注意
转到底部 下载完整的示例代码。
TorchRL 简介¶
此演示已在 ICML 2022 的行业演示日上展出。
它对 TorchRL 的功能进行了良好的概述。如果您有关于此演示的问题或评论,请随时联系 vmoens@fb.com 或提交 issue。
TorchRL 是一个用于 PyTorch 的开源强化学习 (RL) 库。
PyTorch 生态系统团队 (Meta) 已决定投资此库,以提供一个领先的平台来开发研究环境中的 RL 解决方案。
它提供 PyTorch 和 **以 Python 为优先** 的低级和高级 **抽象** #,旨在高效、文档齐全且经过适当测试。代码旨在支持 RL 研究。其中大部分是用高度模块化的 Python 编写的,以便研究人员可以轻松地交换组件、转换它们或轻松编写新组件。
此仓库试图与现有的 PyTorch 生态系统库保持一致,因为它有一个数据集支柱 (torchrl/envs)、转换、模型、数据实用程序 (例如收集器和容器) 等。TorchRL 旨在拥有尽可能少的依赖项 (Python 标准库、numpy 和 pytorch)。常见的环境库 (例如 OpenAI gym) 仅为可选。

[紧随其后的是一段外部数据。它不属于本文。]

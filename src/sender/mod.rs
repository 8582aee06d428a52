//! Network side of delivery: the async batch transport, the unload-safe
//! strategies used at teardown, and delivery counters.
pub mod client;
pub mod http;
pub mod metrics;
pub mod serialization;
pub mod transport;
pub mod unload;

pub use client::{ClientConfig, HttpClient, TransportError};
pub use http::HttpTransport;
pub use metrics::{DeliveryMetrics, MetricsSnapshot};
pub use serialization::{BatchSerializer, CONTENT_TYPE_JSON, Payload, SerializationError};
pub use transport::{
    DeliveryOutcome, DeliveryTransport, FailureReason, UnloadStrategyKind, UnloadTransport,
};
pub use unload::{
    BeaconTransport, BlockingTransport, DEFAULT_BEACON_MAX_PAYLOAD_BYTES, UnloadConfig,
    UnloadStrategy,
};

#[cfg(test)]
pub use transport::MockUnloadTransport;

与许多其他领域不同,RL 更侧重于 *算法* 而非媒体。因此,很难创建真正独立的组件。
TorchRL 不是什么
算法集合:我们不打算提供 SOTA 的 RL 算法实现,但我们仅提供这些算法作为如何使用该库的示例。
研究框架:TorchRL 的模块化有两种形式。首先,我们尝试构建可重用组件,以便可以轻松地将它们相互交换。其次,我们尽最大努力确保组件可以独立于库的其他部分使用。
TorchRL 的核心依赖项非常少,主要是 PyTorch 和 numpy。所有其他依赖项 (gym、torchvision、wandb / tensorboard) 都是可选的。
数据¶
TensorDict¶
import torch
from tensordict import TensorDict
让我们创建一个 TensorDict。构造函数接受许多不同的格式,例如通过字典或关键字参数传递
batch_size = 5
data = TensorDict(
key1=torch.zeros(batch_size, 3),
key2=torch.zeros(batch_size, 5, 6, dtype=torch.bool),
batch_size=[batch_size],
)
print(data)
您可以沿其 batch_size
索引 TensorDict,还可以查询键。
print(data[2])
print(data["key1"] is data.get("key1"))
以下展示了如何堆叠多个 TensorDict。在编写 rollout 循环时,这尤其有用!
data1 = TensorDict(
{
"key1": torch.zeros(batch_size, 1),
"key2": torch.zeros(batch_size, 5, 6, dtype=torch.bool),
},
batch_size=[batch_size],
)
data2 = TensorDict(
{
"key1": torch.ones(batch_size, 1),
"key2": torch.ones(batch_size, 5, 6, dtype=torch.bool),
},
batch_size=[batch_size],
)
data = torch.stack([data1, data2], 0)
data.batch_size, data["key1"]
这里有一些 TensorDict 的其他功能:查看、置换、共享内存或展开。
print(
"view(-1): ",
data.view(-1).batch_size,
data.view(-1).get("key1").shape,
)
print("to device: ", data.to("cpu"))
# print("pin_memory: ", data.pin_memory())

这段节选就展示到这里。